**WHAT TO WORK ON:** The whole of the data is to be reproduced exactly.
Start of Block
use std::future::Future;
use std::time::Duration;
use tracing::{debug, error, info, warn};

use crate::ai::error::ServiceError;

/// Exponential backoff between retries of a failing service call.
#[derive(Debug, Clone, PartialEq, Eq)]
pub struct RetryPolicy {
    /// Additional attempts after the first one.
    pub max_retries: u32,
    pub initial_delay: Duration,
    pub multiplier: u32,
    pub max_delay: Duration,
}

impl Default for RetryPolicy {
    fn default() -> Self {
        Self {
            max_retries: 3,
            initial_delay: Duration::from_millis(2000),
            multiplier: 2,
            max_delay: Duration::from_millis(8000),
        }
    }
}

impl RetryPolicy {
    /// Delay before retry `retry` (0-based): `initial * multiplier^retry`, capped.
    pub fn backoff_delay(&self, retry: u32) -> Duration {
        let factor = self.multiplier.saturating_pow(retry);
        self.initial_delay
            .checked_mul(factor)
            .unwrap_or(self.max_delay)
            .min(self.max_delay)
    }
}

pub struct RetryExecutor {
    policy: RetryPolicy,
}

impl RetryExecutor {
    pub fn new(policy: RetryPolicy) -> Self {
        Self { policy }
    }

    pub fn policy(&self) -> &RetryPolicy {
        &self.policy
    }

    /// Run `operation` until it succeeds, fails with a non-retryable error,
    /// or the retry budget is spent. The last error is returned on failure.
    pub async fn execute<T, F, Fut>(&self, mut operation: F, label: &str) -> Result<T, ServiceError>
    where
        F: FnMut() -> Fut,
        Fut: Future<Output = Result<T, ServiceError>>,
    {
        let mut retry = 0u32;
        loop {
            debug!("{}: attempt {}/{}", label, retry + 1, self.policy.max_retries + 1);
            match operation().await {
                Ok(value) => {
                    if retry > 0 {
                        info!("{}: succeeded after {} retries", label, retry);
                    }
                    return Ok(value);
                }
                Err(err) if !err.is_retryable() => {
                    warn!("{}: non-retryable error: {}", label, err);
                    return Err(err);
                }
                Err(err) if retry >= self.policy.max_retries => {
                    error!(
                        "{}: giving up after {} attempts: {}",
                        label,
                        retry + 1,
                        err
                    );
                    return Err(err);
                }
                Err(err) => {
                    let delay = self.policy.backoff_delay(retry);
                    warn!(
                        "{}: retryable error (status {:?}): {}. Retry {}/{} in {}ms",
                        label,
                        err.status,
                        err,
                        retry + 1,
                        self.policy.max_retries,
                        delay.as_millis()
                    );
                    tokio::time::sleep(delay).await;
                    retry += 1;
                }
            }
        }
    }
}

#[cfg(test)]
mod tests {
    use super::*;
    use std::sync::atomic::{AtomicU32, Ordering};
    use tokio::time::Instant;

    #[test]
    fn backoff_schedule_doubles_then_clamps() {
        let p = RetryPolicy::default();
        assert_eq!(p.backoff_delay(0), Duration::from_millis(2000));
        assert_eq!(p.backoff_delay(1), Duration::from_millis(4000));
        assert_eq!(p.backoff_delay(2), Duration::from_millis(8000));
        assert_eq!(p.backoff_delay(3), Duration::from_millis(8000));
        assert_eq!(p.backoff_delay(40), Duration::from_millis(8000));
    }

    #[tokio::test(start_paused = true)]
    async fn retries_rate_limit_then_succeeds() {
        let exec = RetryExecutor::new(RetryPolicy::default());
        let calls = &AtomicU32::new(0);
        let started = Instant::now();

        let result = exec
            .execute(
                move || async move {
                    let n = calls.fetch_add(1, Ordering::SeqCst);
                    if n < 2 {
                        Err(ServiceError::with_status(429, "rate limited"))
                    } else {
                        Ok("analysis")
                    }
                },
                "test",
            )
            .await;

        assert_eq!(result.unwrap(), "analysis");
        // 1 initial attempt + 2 retries
        assert_eq!(calls.load(Ordering::SeqCst), 3);
        assert!(started.elapsed() >= Duration::from_millis(6000));
    }

    #[tokio::test(start_paused = true)]
    async fn plain_error_fails_without_retry() {
        let exec = RetryExecutor::new(RetryPolicy::default());
        let calls = &AtomicU32::new(0);

        let result: Result<(), _> = exec
            .execute(
                move || async move {
                    calls.fetch_add(1, Ordering::SeqCst);
                    Err(ServiceError::new("boom"))
                },
                "test",
            )
            .await;

        assert_eq!(result.unwrap_err().message, "boom");
        assert_eq!(calls.load(Ordering::SeqCst), 1);
    }

    #[tokio::test(start_paused = true)]
    async fn unavailable_exhausts_budget() {
        let exec = RetryExecutor::new(RetryPolicy::default());
        let calls = &AtomicU32::new(0);
        let started = Instant::now();

        let result: Result<(), _> = exec
            .execute(
                move || async move {
                    let n = calls.fetch_add(1, Ordering::SeqCst);
                    Err(ServiceError::with_status(503, format!("unavailable #{n}")))
                },
                "test",
            )
            .await;

        let err = result.unwrap_err();
        assert_eq!(calls.load(Ordering::SeqCst), 4);
        // Most recent error wins.
        assert_eq!(err.message, "unavailable #3");
        assert!(started.elapsed() >= Duration::from_millis(14_000));
    }

    #[tokio::test(start_paused = true)]
    async fn non_retryable_after_retryable_stops_immediately() {
        let exec = RetryExecutor::new(RetryPolicy::default());
        let calls = &AtomicU32::new(0);

        let result: Result<(), _> = exec
            .execute(
                move || async move {
                    let n = calls.fetch_add(1, Ordering::SeqCst);
                    if n == 0 {
                        Err(ServiceError::new("quota exceeded"))
                    } else {
                        Err(ServiceError::with_status(400, "invalid argument"))
                    }
                },
                "test",
            )
            .await;

        assert_eq!(result.unwrap_err().status, Some(400));
        assert_eq!(calls.load(Ordering::SeqCst), 2);
    }

    #[tokio::test]
    async fn zero_retry_policy_makes_one_attempt() {
        let exec = RetryExecutor::new(RetryPolicy {
            max_retries: 0,
            ..RetryPolicy::default()
        });
        let calls = &AtomicU32::new(0);
        let result: Result<(), _> = exec
            .execute(
                move || async move {
                    calls.fetch_add(1, Ordering::SeqCst);
                    Err(ServiceError::with_status(429, "slow down"))
                },
                "test",
            )
            .await;
        assert!(result.is_err());
        assert_eq!(calls.load(Ordering::SeqCst), 1);
    }
}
End of Block
**SOLVED PROBLEM:**
use std::future::Future;
use std::time::Duration;
use tracing::{debug, error, info, warn};

use crate::ai::error::ServiceError;

/// Exponential backoff between retries of a failing service call.
#[derive(Debug, Clone, PartialEq, Eq)]
pub struct RetryPolicy {
    /// Additional attempts after the first one.
    pub max_retries: u32,
    pub initial_delay: Duration,
    pub multiplier: u32,
    pub max_delay: Duration,
}

impl Default for RetryPolicy {
    fn default() -> Self {
        Self {
            max_retries: 3,
            initial_delay: Duration::from_millis(2000),
            multiplier: 2,
            max_delay: Duration::from_millis(8000),
        }
    }
}

impl RetryPolicy {
    /// Delay before retry `retry` (0-based): `initial * multiplier^retry`, capped.
    pub fn backoff_delay(&self, retry: u32) -> Duration {
        let factor = self.multiplier.saturating_pow(retry);
        self.initial_delay
            .checked_mul(factor)
            .unwrap_or(self.max_delay)
            .min(self.max_delay)
    }
}

pub struct RetryExecutor {
    policy: RetryPolicy,
}

impl RetryExecutor {
    pub fn new(policy: RetryPolicy) -> Self {
        Self { policy }
    }

    pub fn policy(&self) -> &RetryPolicy {
        &self.policy
    }

    /// Run `operation` until it succeeds, fails with a non-retryable error,
    /// or the retry budget is spent. The last error is returned on failure.
    pub async fn execute<T, F, Fut>(&self, mut operation: F, label: &str) -> Result<T, ServiceError>
    where
        F: FnMut() -> Fut,
        Fut: Future<Output = Result<T, ServiceError>>,
    {
        let mut retry = 0u32;
        loop {
            debug!("{}: attempt {}/{}", label, retry + 1, self.policy.max_retries + 1);
            match operation().await {
                Ok(value) => {
                    if retry > 0 {
                        info!("{}: succeeded after {} retries", label, retry);
                    }
                    return Ok(value);
                }
                Err(err) if !err.is_retryable() => {
                    warn!("{}: non-retryable error: {}", label, err);
                    return Err(err);
                }
                Err(err) if retry >= self.policy.max_retries => {
                    error!(
                        "{}: giving up after {} attempts: {}",
                        label,
                        retry + 1,
                        err
                    );
                    return Err(err);
                }
                Err(err) => {
                    let delay = self.policy.backoff_delay(retry);
                    warn!(
                        "{}: retryable error (status {:?}): {}. Retry {}/{} in {}ms",
                        label,
                        err.status,
                        err,
                        retry + 1,
                        self.policy.max_retries,
                        delay.as_millis()
                    );
                    tokio::time::sleep(delay).await;
                    retry += 1;
                }
            }
        }
    }
}

#[cfg(test)]
mod tests {
    use super::*;
    use std::sync::atomic::{AtomicU32, Ordering};
    use tokio::time::Instant;

    #[test]
    fn backoff_schedule_doubles_then_clamps() {
        let p = RetryPolicy::default();
        assert_eq!(p.backoff_delay(0), Duration::from_millis(2000));
        assert_eq!(p.backoff_delay(1), Duration::from_millis(4000));
        assert_eq!(p.backoff_delay(2), Duration::from_millis(8000));
        assert_eq!(p.backoff_delay(3), Duration::from_millis(8000));
        assert_eq!(p.backoff_delay(40), Duration::from_millis(8000));
    }

    #[tokio::test(start_paused = true)]
    async fn retries_rate_limit_then_succeeds() {
        let exec = RetryExecutor::new(RetryPolicy::default());
        let calls = &AtomicU32::new(0);
        let started = Instant::now();

        let result = exec
            .execute(
                move || async move {
                    let n = calls.fetch_add(1, Ordering::SeqCst);
                    if n < 2 {
                        Err(ServiceError::with_status(429, "rate limited"))
                    } else {
                        Ok("analysis")
                    }
                },
                "test",
            )
            .await;

        assert_eq!(result.unwrap(), "analysis");
        // 1 initial attempt + 2 retries
        assert_eq!(calls.load(Ordering::SeqCst), 3);
        assert!(started.elapsed() >= Duration::from_millis(6000));
    }

    #[tokio::test(start_paused = true)]
    async fn plain_error_fails_without_retry() {
        let exec = RetryExecutor::new(RetryPolicy::default());
        let calls = &AtomicU32::new(0);

        let result: Result<(), _> = exec
            .execute(
                move || async move {
                    calls.fetch_add(1, Ordering::SeqCst);
                    Err(ServiceError::new("boom"))
                },
                "test",
            )
            .await;

        assert_eq!(result.unwrap_err().message, "boom");
        assert_eq!(calls.load(Ordering::SeqCst), 1);
    }

    #[tokio::test(start_paused = true)]
    async fn unavailable_exhausts_budget() {
        let exec = RetryExecutor::new(RetryPolicy::default());
        let calls = &AtomicU32::new(0);
        let started = Instant::now();

        let result: Result<(), _> = exec
            .execute(
                move || async move {
                    let n = calls.fetch_add(1, Ordering::SeqCst);
                    Err(ServiceError::with_status(503, format!("unavailable #{n}")))
                },
                "test",
            )
            .await;

        let err = result.unwrap_err();
        assert_eq!(calls.load(Ordering::SeqCst), 4);
        // Most recent error wins.
        assert_eq!(err.message, "unavailable #3");
        assert!(started.elapsed() >= Duration::from_millis(14_000));
    }

    #[tokio::test(start_paused = true)]
    async fn non_retryable_after_retryable_stops_immediately() {
        let exec = RetryExecutor::new(RetryPolicy::default());
        let calls = &AtomicU32::new(0);

        let result: Result<(), _> = exec
            .execute(
                move || async move {
                    let n = calls.fetch_add(1, Ordering::SeqCst);
                    if n == 0 {
                        Err(ServiceError::new("quota exceeded"))
                    } else {
                        Err(ServiceError::with_status(400, "invalid argument"))
                    }
                },
                "test",
            )
            .await;

        assert_eq!(result.unwrap_err().status, Some(400));
        assert_eq!(calls.load(Ordering::SeqCst), 2);
    }

    #[tokio::test]
    async fn zero_retry_policy_makes_one_attempt() {
        let exec = RetryExecutor::new(RetryPolicy {
            max_retries: 0,
            ..RetryPolicy::default()
        });
        let calls = &AtomicU32::new(0);
        let result: Result<(), _> = exec
            .execute(
                move || async move {
                    calls.fetch_add(1, Ordering::SeqCst);
                    Err(ServiceError::with_status(429, "slow down"))
                },
                "test",
            )
            .await;
        assert!(result.is_err());
        assert_eq!(calls.load(Ordering::SeqCst), 1);
    }
}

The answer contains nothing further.